Here at Don't Count On It Reviews, you can read reviews from different artists from different styles.

Friday, April 30, 2010

Smouldering In Forgotten - I, Devourer

Goatwhore? I Think Not.

Smouldering In Forgotten is a blackened death metal band from Bahrain. For all those who don't know where Bahrain is, it's a small island country in the Persian Gulf, just in case you were wondering. This is their second album and is a bit less like their main influence than you may have guessed it to be.
This is, like the picture shows, a three piece band. Mardus performs the vocals, Voidhanger plays the guitar, bass, and performs back-up screams, and Busac plays guitar and programs the drums.

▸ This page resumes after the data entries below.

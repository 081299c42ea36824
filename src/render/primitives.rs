use serde::{Deserialize, Serialize};

use crate::error::{TreemapError, TreemapResult};

/// RGBA color in normalized 0..=1 channel values.
///
/// Serializable so palettes round-trip through persisted chart options.
#[derive(Debug, Clone, Copy, PartialEq, Serialize, Deserialize)]
pub struct Color {
    pub red: f64,
    pub green: f64,
    pub blue: f64,
    pub alpha: f64,
}

impl Color {
    #[must_use]
    pub const fn rgba(red: f64, green: f64, blue: f64, alpha: f64) -> Self {
        Self {
            red,
            green,
            blue,
            alpha,
        }
    }

    #[must_use]
    pub const fn rgb(red: f64, green: f64, blue: f64) -> Self {
        Self::rgba(red, green, blue, 1.0)
    }

    pub fn validate(self) -> TreemapResult<()> {
        for (channel, value) in [
            ("red", self.red),
            ("green", self.green),
            ("blue", self.blue),
            ("alpha", self.alpha),
        ] {
            if !value.is_finite() || !(0.0..=1.0).contains(&value) {
                return Err(TreemapError::InvalidData(format!(
                    "color channel `{channel}` must be finite and in [0, 1]"
                )));
            }
        }
        Ok(())
    }
}

#[cfg(test)]
mod tests {
    use super::Color;

    #[test]
    fn validate_rejects_out_of_range_channels() {
        assert!(Color::rgb(0.2, 0.4, 0.6).validate().is_ok());
        assert!(Color::rgb(1.2, 0.0, 0.0).validate().is_err());
        assert!(Color::rgba(0.0, 0.0, 0.0, f64::NAN).validate().is_err());
    }
}
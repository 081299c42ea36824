use thiserror::Error;

pub type TreemapResult<T> = Result<T, TreemapError>;

#[derive(Debug, Error)]
pub enum TreemapError {
    #[error("invalid surface size: width={width}, height={height}")]
    InvalidSurface { width: u32, height: u32 },

    #[error("invalid data: {0}")]
    InvalidData(String),

    #[error("chart backend error: {0}")]
    Backend(String),
}
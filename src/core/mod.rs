pub mod hierarchy;
pub mod types;

pub use hierarchy::{FallbackLabels, Hierarchy, HierarchyNode, build_hierarchy};
pub use types::{ContentItem, SurfaceSize, WordTotals};
use crate::core::WordTotals;
use crate::locale::Localizer;

/// Display values for the summary panel next to the chart.
///
/// Numbers are pre-formatted with the active locale's digit grouping so the
/// host chrome renders them verbatim.
#[derive(Debug, Clone, PartialEq, Eq)]
pub struct SummaryView {
    pub items_label: String,
    pub items_value: String,
    pub words_label: String,
    pub words_value: String,
    pub average_label: String,
    /// Absent when there are no items; the panel omits the row instead of
    /// showing a division artifact.
    pub average_value: Option<String>,
}

/// Maps aggregate totals into localized summary display values.
#[must_use]
pub fn build_summary(totals: WordTotals, localizer: &dyn Localizer) -> SummaryView {
    let average_value = (totals.item_count > 0).then(|| {
        let average = (totals.word_count as f64 / totals.item_count as f64).round() as u64;
        localizer.format_number(average)
    });

    SummaryView {
        items_label: localizer.translate("summary.items"),
        items_value: localizer.format_number(totals.item_count),
        words_label: localizer.translate("summary.words"),
        words_value: localizer.format_number(totals.word_count),
        average_label: localizer.translate("summary.average"),
        average_value,
    }
}

#[cfg(test)]
mod tests {
    use super::build_summary;
    use crate::core::WordTotals;
    use crate::locale::StringCatalog;

    #[test]
    fn average_is_rounded_words_per_item() {
        let totals = WordTotals {
            word_count: 180,
            item_count: 3,
        };
        let summary = build_summary(totals, &StringCatalog::builtin());
        assert_eq!(summary.average_value.as_deref(), Some("60"));
        assert_eq!(summary.words_value, "180");
    }

    #[test]
    fn average_is_omitted_without_items() {
        let summary = build_summary(WordTotals::default(), &StringCatalog::builtin());
        assert_eq!(summary.average_value, None);
        assert_eq!(summary.items_value, "0");
    }
}
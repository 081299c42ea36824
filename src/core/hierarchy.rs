use indexmap::IndexMap;
use serde::{Deserialize, Serialize};
use tracing::debug;

use crate::core::types::{ContentItem, WordTotals};
use crate::error::{TreemapError, TreemapResult};

/// Display name of the synthetic root node. The root itself is never
/// rendered; backends address only its two descendant levels.
pub const ROOT_NAME: &str = "root";

/// One node of the country → collection tree handed to chart backends.
///
/// The root carries only children, countries carry collection children,
/// and collections are leaves carrying both counts.
#[derive(Debug, Clone, PartialEq, Eq, Serialize, Deserialize)]
pub struct HierarchyNode {
    pub name: String,
    #[serde(skip_serializing_if = "Option::is_none", default)]
    pub word_count: Option<u64>,
    #[serde(skip_serializing_if = "Option::is_none", default)]
    pub item_count: Option<u64>,
    #[serde(skip_serializing_if = "Vec::is_empty", default)]
    pub children: Vec<HierarchyNode>,
}

impl HierarchyNode {
    #[must_use]
    pub fn branch(name: impl Into<String>, children: Vec<HierarchyNode>) -> Self {
        Self {
            name: name.into(),
            word_count: None,
            item_count: None,
            children,
        }
    }

    #[must_use]
    pub fn leaf(name: impl Into<String>, word_count: u64, item_count: u64) -> Self {
        Self {
            name: name.into(),
            word_count: Some(word_count),
            item_count: Some(item_count),
            children: Vec::new(),
        }
    }

    #[must_use]
    pub fn is_leaf(&self) -> bool {
        self.children.is_empty() && self.word_count.is_some()
    }

    /// Collects all collection-level leaves in tree order.
    #[must_use]
    pub fn leaves(&self) -> Vec<&HierarchyNode> {
        let mut out = Vec::new();
        collect_leaves(self, &mut out);
        out
    }
}

fn collect_leaves<'a>(node: &'a HierarchyNode, out: &mut Vec<&'a HierarchyNode>) {
    if node.is_leaf() {
        out.push(node);
        return;
    }
    for child in &node.children {
        collect_leaves(child, out);
    }
}

/// The unit produced by one rebuild pass: the tree plus the leaf-summed
/// totals. Keeping both in one value guarantees they describe the same data.
#[derive(Debug, Clone, PartialEq, Eq, Serialize, Deserialize)]
pub struct Hierarchy {
    pub root: HierarchyNode,
    pub totals: WordTotals,
}

impl Hierarchy {
    /// Degraded result used when a rebuild fails: no children, zeroed totals.
    #[must_use]
    pub fn empty() -> Self {
        Self {
            root: HierarchyNode::branch(ROOT_NAME, Vec::new()),
            totals: WordTotals::default(),
        }
    }
}

/// Localized display names substituted for missing grouping attributes.
///
/// Resolved by the caller against the active language so the transform
/// itself stays pure.
#[derive(Debug, Clone, PartialEq, Eq)]
pub struct FallbackLabels {
    pub unknown_country: String,
    pub unnamed_set: String,
}

#[derive(Debug, Clone, Copy, Default)]
struct LeafAccum {
    // u128 so per-collection accumulation cannot overflow mid-pass; the
    // final conversion back to u64 is the single overflow check.
    word_count: u128,
    item_count: u64,
}

type GroupMap = IndexMap<String, IndexMap<String, LeafAccum>>;

#[cfg(feature = "parallel-aggregation")]
const PARALLEL_CUTOFF: usize = 16_384;
#[cfg(feature = "parallel-aggregation")]
const PARALLEL_CHUNK: usize = 4_096;

/// Builds the country → collection hierarchy and its totals in one pass.
///
/// Items are grouped in first-seen order, stable across rebuilds so chart
/// node identity does not churn. Missing or blank grouping attributes fall
/// back to the provided localized labels; a missing word count is zero.
/// Groups with zero items are never created.
pub fn build_hierarchy(
    items: &[ContentItem],
    labels: &FallbackLabels,
) -> TreemapResult<Hierarchy> {
    let groups = group_items(items, labels);

    let mut total_words: u128 = 0;
    let mut total_items: u64 = 0;
    let mut countries = Vec::with_capacity(groups.len());
    for (country, sets) in groups {
        let mut children = Vec::with_capacity(sets.len());
        for (set, leaf) in sets {
            total_words += leaf.word_count;
            total_items += leaf.item_count;
            let word_count = u64::try_from(leaf.word_count).map_err(|_| {
                TreemapError::InvalidData(format!("word count overflow in collection `{set}`"))
            })?;
            children.push(HierarchyNode::leaf(set, word_count, leaf.item_count));
        }
        countries.push(HierarchyNode::branch(country, children));
    }

    let totals = WordTotals {
        word_count: u64::try_from(total_words)
            .map_err(|_| TreemapError::InvalidData("total word count overflow".to_owned()))?,
        item_count: total_items,
    };

    debug!(
        items = items.len(),
        countries = countries.len(),
        total_words = totals.word_count,
        "built hierarchy"
    );

    Ok(Hierarchy {
        root: HierarchyNode::branch(ROOT_NAME, countries),
        totals,
    })
}

fn group_items(items: &[ContentItem], labels: &FallbackLabels) -> GroupMap {
    #[cfg(feature = "parallel-aggregation")]
    {
        use rayon::prelude::*;

        if items.len() >= PARALLEL_CUTOFF {
            return items
                .par_chunks(PARALLEL_CHUNK)
                .map(|chunk| group_chunk(chunk, labels))
                .reduce(GroupMap::new, merge_groups);
        }
    }

    group_chunk(items, labels)
}

fn group_chunk(items: &[ContentItem], labels: &FallbackLabels) -> GroupMap {
    let mut groups = GroupMap::new();
    for item in items {
        let country = display_name(item.country.as_deref(), &labels.unknown_country);
        let set = display_name(item.set.as_deref(), &labels.unnamed_set);
        let leaf = groups
            .entry(country)
            .or_default()
            .entry(set)
            .or_default();
        leaf.word_count += u128::from(item.word_count.unwrap_or(0));
        leaf.item_count += 1;
    }
    groups
}

/// Merges `right` into `left`, appending unseen keys in `right`'s order.
///
/// Rayon reduces adjacent chunks in sequence order, so the merged map keeps
/// the same first-seen ordering the sequential pass produces.
#[cfg(feature = "parallel-aggregation")]
fn merge_groups(mut left: GroupMap, right: GroupMap) -> GroupMap {
    for (country, sets) in right {
        let target = left.entry(country).or_default();
        for (set, leaf) in sets {
            let merged = target.entry(set).or_default();
            merged.word_count += leaf.word_count;
            merged.item_count += leaf.item_count;
        }
    }
    left
}

fn display_name(raw: Option<&str>, fallback: &str) -> String {
    match raw {
        Some(value) if !value.trim().is_empty() => value.to_owned(),
        _ => fallback.to_owned(),
    }
}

While none of this matters all that much, they do manage to make this sound fairly good. The drum programming never goes into hyper-drive mode with blast-beats that can't even be counted, always at a steady and well placed paces.

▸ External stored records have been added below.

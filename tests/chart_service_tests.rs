use treemap_rs::api::{ChartOptions, ChartOptionsPatch, ChartService, LabelStyle};
use treemap_rs::core::{ContentItem, FallbackLabels, Hierarchy, SurfaceSize, build_hierarchy};
use treemap_rs::render::RecordingBackend;

fn labels() -> FallbackLabels {
    FallbackLabels {
        unknown_country: "Unknown".to_owned(),
        unnamed_set: "No set".to_owned(),
    }
}

fn sample_hierarchy() -> Hierarchy {
    build_hierarchy(
        &[
            ContentItem::new("FR", "A", 100),
            ContentItem::new("DE", "C", 30),
        ],
        &labels(),
    )
    .expect("build")
}

fn create_service(probe: &RecordingBackend) -> ChartService<RecordingBackend> {
    ChartService::create(
        probe.clone(),
        SurfaceSize::new(800, 500),
        ChartOptions::default(),
    )
    .expect("service create")
}

#[test]
fn create_rejects_unmeasurable_surface() {
    let result = ChartService::create(
        RecordingBackend::new(),
        SurfaceSize::new(0, 300),
        ChartOptions::default(),
    );
    assert!(result.is_err());
}

#[test]
fn render_is_idempotent_for_unchanged_trees() {
    let probe = RecordingBackend::new();
    let mut service = create_service(&probe);
    let hierarchy = sample_hierarchy();

    assert!(service.render(&hierarchy).expect("first render"));
    assert!(!service.render(&hierarchy).expect("second render"));
    assert_eq!(probe.draw_calls(), 1);

    // A different tree draws again.
    let changed = build_hierarchy(&[ContentItem::new("FR", "A", 101)], &labels()).expect("build");
    assert!(service.render(&changed).expect("third render"));
    assert_eq!(probe.draw_calls(), 2);
}

#[test]
fn failed_draw_keeps_last_good_tree() {
    let probe = RecordingBackend::new();
    let mut service = create_service(&probe);
    let hierarchy = sample_hierarchy();
    service.render(&hierarchy).expect("first render");

    let changed = build_hierarchy(&[ContentItem::new("SE", "X", 5)], &labels()).expect("build");
    probe.fail_next_draw();
    assert!(service.render(&changed).is_err());

    // The last-good tree is still what the service believes is displayed,
    // so the retry actually reaches the backend.
    assert_eq!(service.last_rendered_root(), Some(&hierarchy.root));
    assert_eq!(probe.last_root(), Some(hierarchy.root.clone()));
    assert!(service.render(&changed).expect("retry render"));
    assert_eq!(probe.last_root(), Some(changed.root));
}

#[test]
fn resize_is_a_no_op_for_unchanged_dimensions() {
    let probe = RecordingBackend::new();
    let mut service = create_service(&probe);

    service.resize(SurfaceSize::new(800, 500)).expect("resize");
    assert_eq!(probe.resize_calls(), 0);

    service.resize(SurfaceSize::new(1024, 500)).expect("resize");
    assert_eq!(probe.resize_calls(), 1);
    assert_eq!(service.surface(), SurfaceSize::new(1024, 500));
}

#[test]
fn update_options_merges_without_redraw() {
    let probe = RecordingBackend::new();
    let mut service = create_service(&probe);
    service.render(&sample_hierarchy()).expect("render");

    let patch = ChartOptionsPatch::new()
        .with_zoom_enabled(false)
        .with_label_style(LabelStyle {
            font_size_px: 16.0,
            show_counts: false,
        });
    service.update_options(&patch).expect("update options");

    assert_eq!(probe.apply_calls(), 1);
    assert_eq!(probe.draw_calls(), 1);
    assert!(!service.options().zoom_enabled);
    assert_eq!(service.options().label_style.font_size_px, 16.0);
}

#[test]
fn empty_patch_never_reaches_the_backend() {
    let probe = RecordingBackend::new();
    let mut service = create_service(&probe);

    service
        .update_options(&ChartOptionsPatch::new())
        .expect("empty patch");
    assert_eq!(probe.apply_calls(), 0);
}

#[test]
fn destroy_twice_releases_resources_once() {
    let probe = RecordingBackend::new();
    let mut service = create_service(&probe);

    service.destroy();
    service.destroy();
    assert_eq!(probe.unmount_calls(), 1);
    assert!(service.is_destroyed());
}

#[test]
fn destroyed_service_rejects_further_calls() {
    let probe = RecordingBackend::new();
    let mut service = create_service(&probe);
    service.destroy();

    assert!(service.render(&sample_hierarchy()).is_err());
    assert!(service.resize(SurfaceSize::new(10, 10)).is_err());
    assert_eq!(probe.draw_calls(), 0);
    assert_eq!(probe.resize_calls(), 0);
}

As mentioned above, SIF are influenced by, you guessed it, Goatwhore, as well as other bands. Although their sound does have a similar style to that band, SIF are probably more death metal than black metal. The black metal riffs and atheistic are still here in full force, but if that's only a little bit of this record was black metal, the rest would be death metal.
Most of the riffs on here are aggressive and melodic sounding, Unspoken Names. The riffs on here are usually more black metal oriented tremolo picking with some death metal chugging, but that's not often. While this is pretty good in and of itself, nothing really diversifies one track from another enough to really create a different sound.

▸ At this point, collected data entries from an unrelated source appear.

use smallvec::SmallVec;

use crate::core::hierarchy::ROOT_NAME;
use crate::core::{HierarchyNode, WordTotals};

/// Pure tooltip content function invoked by the backend on hover.
pub type TooltipFormatter = fn(&TooltipContext<'_>) -> String;

/// Hovered-node context handed to the tooltip formatter.
///
/// `path` holds the ancestor names from the root down to the hovered node's
/// parent, as reported by the engine's hover callback.
#[derive(Debug, Clone)]
pub struct TooltipContext<'a> {
    pub name: &'a str,
    pub word_count: u64,
    pub item_count: u64,
    pub totals: WordTotals,
    pub path: SmallVec<[&'a str; 3]>,
}

impl<'a> TooltipContext<'a> {
    #[must_use]
    pub fn new(name: &'a str, word_count: u64, item_count: u64, totals: WordTotals) -> Self {
        Self {
            name,
            word_count,
            item_count,
            totals,
            path: SmallVec::new(),
        }
    }

    /// Builds a context for a tree node, treating absent counts as zero.
    #[must_use]
    pub fn from_node(node: &'a HierarchyNode, totals: WordTotals) -> Self {
        Self::new(
            &node.name,
            node.word_count.unwrap_or(0),
            node.item_count.unwrap_or(0),
            totals,
        )
    }

    #[must_use]
    pub fn with_ancestor(mut self, name: &'a str) -> Self {
        self.path.push(name);
        self
    }

    /// Share of the run's total word count, in percent. Zero when the total
    /// is zero.
    #[must_use]
    pub fn percentage_of_total(&self) -> f64 {
        if self.totals.word_count == 0 {
            return 0.0;
        }
        self.word_count as f64 / self.totals.word_count as f64 * 100.0
    }

    /// Rounded words per item. Zero when the node holds no items.
    #[must_use]
    pub fn average_words(&self) -> u64 {
        if self.item_count == 0 {
            return 0;
        }
        (self.word_count as f64 / self.item_count as f64).round() as u64
    }
}

/// Default tooltip content: ancestor trail, word count, share of total, and
/// words per item.
#[must_use]
pub fn format_tooltip(context: &TooltipContext<'_>) -> String {
    let mut trail = String::new();
    for ancestor in context.path.iter().filter(|name| **name != ROOT_NAME) {
        trail.push_str(ancestor);
        trail.push_str(" › ");
    }
    format!(
        "{trail}{}: {} words ({:.1}% of total), {} words per item",
        context.name,
        context.word_count,
        context.percentage_of_total(),
        context.average_words(),
    )
}

#[cfg(test)]
mod tests {
    use approx::assert_relative_eq;

    use super::{TooltipContext, format_tooltip};
    use crate::core::WordTotals;

    fn totals(word_count: u64, item_count: u64) -> WordTotals {
        WordTotals {
            word_count,
            item_count,
        }
    }

    #[test]
    fn percentage_and_average_are_computed() {
        let context = TooltipContext::new("A", 100, 2, totals(180, 3));
        assert_relative_eq!(context.percentage_of_total(), 55.5555, epsilon = 1e-3);
        assert_eq!(context.average_words(), 50);
    }

    #[test]
    fn zero_totals_and_zero_items_emit_zero() {
        let context = TooltipContext::new("A", 0, 0, totals(0, 0));
        assert_eq!(context.percentage_of_total(), 0.0);
        assert_eq!(context.average_words(), 0);

        let text = format_tooltip(&context);
        assert!(text.contains("(0.0% of total)"));
        assert!(text.contains("0 words per item"));
    }

    #[test]
    fn trail_skips_the_synthetic_root() {
        let context = TooltipContext::new("A", 100, 2, totals(180, 3))
            .with_ancestor("root")
            .with_ancestor("FR");
        assert_eq!(
            format_tooltip(&context),
            "FR › A: 100 words (55.6% of total), 50 words per item"
        );
    }
}
use tracing::{debug, trace};

use crate::api::{ChartOptions, ChartOptionsPatch};
use crate::core::{Hierarchy, HierarchyNode, SurfaceSize};
use crate::error::{TreemapError, TreemapResult};
use crate::render::TreemapBackend;

/// Stateful adapter owning one chart-backend instance bound to one surface.
///
/// A service is exclusively owned by a single mounted visualization and is
/// never shared. `destroy` must be called before the owning surface goes
/// away; a second `destroy` is a no-op so teardown races stay harmless.
pub struct ChartService<B: TreemapBackend> {
    backend: B,
    surface: SurfaceSize,
    options: ChartOptions,
    last_root: Option<HierarchyNode>,
    destroyed: bool,
}

impl<B: TreemapBackend> ChartService<B> {
    /// Binds `backend` to a measurable surface and applies the initial
    /// options. Fails with `InvalidSurface` before layout has produced
    /// nonzero dimensions.
    pub fn create(
        mut backend: B,
        surface: SurfaceSize,
        options: ChartOptions,
    ) -> TreemapResult<Self> {
        options.validate()?;
        if !surface.is_measurable() {
            return Err(TreemapError::InvalidSurface {
                width: surface.width,
                height: surface.height,
            });
        }

        backend.mount(surface, &options)?;
        debug!(
            width = surface.width,
            height = surface.height,
            "chart backend mounted"
        );

        Ok(Self {
            backend,
            surface,
            options,
            last_root: None,
            destroyed: false,
        })
    }

    /// Replaces the displayed tree. Idempotent: an unchanged tree produces
    /// no second backend draw. Returns whether a draw happened.
    pub fn render(&mut self, hierarchy: &Hierarchy) -> TreemapResult<bool> {
        self.ensure_live("render")?;
        if self.last_root.as_ref() == Some(&hierarchy.root) {
            trace!("skipping draw of unchanged tree");
            return Ok(false);
        }

        self.backend.draw(&hierarchy.root)?;
        self.last_root = Some(hierarchy.root.clone());
        trace!(
            countries = hierarchy.root.children.len(),
            total_words = hierarchy.totals.word_count,
            "tree drawn"
        );
        Ok(true)
    }

    /// Merges a partial visual-option update into the live options and
    /// relays it to the backend. The displayed tree is untouched.
    pub fn update_options(&mut self, patch: &ChartOptionsPatch) -> TreemapResult<()> {
        self.ensure_live("update_options")?;
        patch.validate()?;
        if patch.is_empty() {
            trace!("skipping empty options patch");
            return Ok(());
        }

        self.backend.apply_options(patch)?;
        patch.apply_to(&mut self.options);
        Ok(())
    }

    /// Relays newly measured surface dimensions. A no-op when unchanged.
    pub fn resize(&mut self, size: SurfaceSize) -> TreemapResult<()> {
        self.ensure_live("resize")?;
        if size == self.surface {
            trace!("surface size unchanged; skipping resize");
            return Ok(());
        }
        if !size.is_measurable() {
            return Err(TreemapError::InvalidSurface {
                width: size.width,
                height: size.height,
            });
        }

        self.backend.resize(size)?;
        self.surface = size;
        debug!(width = size.width, height = size.height, "chart resized");
        Ok(())
    }

    /// Releases backend resources. Safe to call more than once; only the
    /// first call reaches the backend.
    pub fn destroy(&mut self) {
        if self.destroyed {
            trace!("destroy called on already destroyed chart service");
            return;
        }
        self.backend.unmount();
        self.destroyed = true;
        debug!("chart backend destroyed");
    }

    fn ensure_live(&self, operation: &str) -> TreemapResult<()> {
        if self.destroyed {
            return Err(TreemapError::Backend(format!(
                "{operation} called on destroyed chart service"
            )));
        }
        Ok(())
    }

    #[must_use]
    pub fn surface(&self) -> SurfaceSize {
        self.surface
    }

    #[must_use]
    pub fn options(&self) -> &ChartOptions {
        &self.options
    }

    #[must_use]
    pub fn is_destroyed(&self) -> bool {
        self.destroyed
    }

    #[must_use]
    pub fn last_rendered_root(&self) -> Option<&HierarchyNode> {
        self.last_root.as_ref()
    }

    #[must_use]
    pub fn backend(&self) -> &B {
        &self.backend
    }

    pub fn backend_mut(&mut self) -> &mut B {
        &mut self.backend
    }

    #[must_use]
    pub fn into_backend(self) -> B {
        self.backend
    }
}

Mardus' vocals, for the most part, are death metal growls. The occasional scream will come up, but those are most likely done by Voidhanger. One thing that quite a few black metal bands do, and these guys are no exception, is putting kind of ambient parts into their music, and then talking over it. One curve ball the band throws into the album is on Spiritus Nes Sancti, in which some low clean vocals are utilized. Besides that one don't expect a lot of variety within the vocal department, it pretty much stays about the same throughout, but a good example of what they can do is Ash and Tallow.
The final track, An Elegy (For Tomorrow), expresses a bit more adventurous territory compared to other songs on this album. This track features a lot more use of keys, both for atmosphere as well as piano, and a female vocalist. The riffs on this track are also slower and sound heavier than those found on the rest of the album for some reason; they also bring in a guitar solo that is much more melodic. While none of the ideas on this track are really new, they do bring a new idea into the fold.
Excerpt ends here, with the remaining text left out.